DATA SUPPLIED:
════════════════════

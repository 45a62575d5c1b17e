//! Structural validation of a finished fault tree.

use crate::error::{Error, Result};
use crate::event::Event;
use crate::gate::{Gate, Operator};
use crate::tree::FaultTree;

impl FaultTree {
    /// Checks the structural invariants of a complete tree.
    ///
    /// Roots must have no parents and every other event must have at least
    /// one. Gate arities must match their operators, `k_num` must be set
    /// exactly for `atleast` gates, and the gate graph must be acyclic with
    /// every gate reachable from the roots.
    ///
    /// # Errors
    ///
    /// Returns the first violation found.
    pub fn validate(&self) -> Result<()> {
        let roots = self.top_gates();
        if roots.is_empty() {
            return Err(Error::NoTopGate);
        }

        for (index, gate) in self.gates().iter().enumerate() {
            let is_root = roots.iter().any(|root| root.index() == index);
            if is_root && !gate.is_orphan() {
                return Err(Error::Validation(format!(
                    "top gate '{}' has {} parent(s)",
                    gate.name(),
                    gate.num_parents()
                )));
            }
            if !is_root {
                require_parent("gate", gate)?;
            }
            check_arity(gate)?;
        }
        for event in self.basic_events() {
            require_parent("basic event", event)?;
        }
        for event in self.house_events() {
            require_parent("house event", event)?;
        }
        for event in self.undefined_events() {
            require_parent("undefined event", event)?;
        }

        self.topological_order()?;
        Ok(())
    }
}

fn require_parent(kind: &str, event: &Event) -> Result<()> {
    if event.is_orphan() {
        Err(Error::Validation(format!(
            "{kind} '{}' has no parent",
            event.name()
        )))
    } else {
        Ok(())
    }
}

fn check_arity(gate: &Gate) -> Result<()> {
    let num_args = gate.num_arguments();
    let operator = gate.operator();
    match operator.fixed_args() {
        Some(fixed) if num_args != fixed => {
            return Err(Error::Validation(format!(
                "{operator} gate '{}' needs exactly {fixed} argument(s), has {num_args}",
                gate.name()
            )));
        }
        None if num_args < operator.min_args() => {
            return Err(Error::Validation(format!(
                "{operator} gate '{}' needs at least {} arguments, has {num_args}",
                gate.name(),
                operator.min_args()
            )));
        }
        _ => {}
    }

    match (operator, gate.k_num()) {
        (Operator::AtLeast, Some(k)) if (2..num_args).contains(&k) => Ok(()),
        (Operator::AtLeast, Some(k)) => Err(Error::Validation(format!(
            "atleast gate '{}' has k_num {k} outside [2, {num_args})",
            gate.name()
        ))),
        (Operator::AtLeast, None) => Err(Error::Validation(format!(
            "atleast gate '{}' has no k_num",
            gate.name()
        ))),
        (_, Some(_)) => Err(Error::Validation(format!(
            "{operator} gate '{}' must not carry k_num",
            gate.name()
        ))),
        (_, None) => Ok(()),
    }
}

════════════════════

TASK DETAILS: In the entries above, some lines hold the string "every". Copy each of them.

RESPONSE TO THIS EXERCISE:
    /// Roots must have no parents and every other event must have at least
    /// every gate reachable from the roots.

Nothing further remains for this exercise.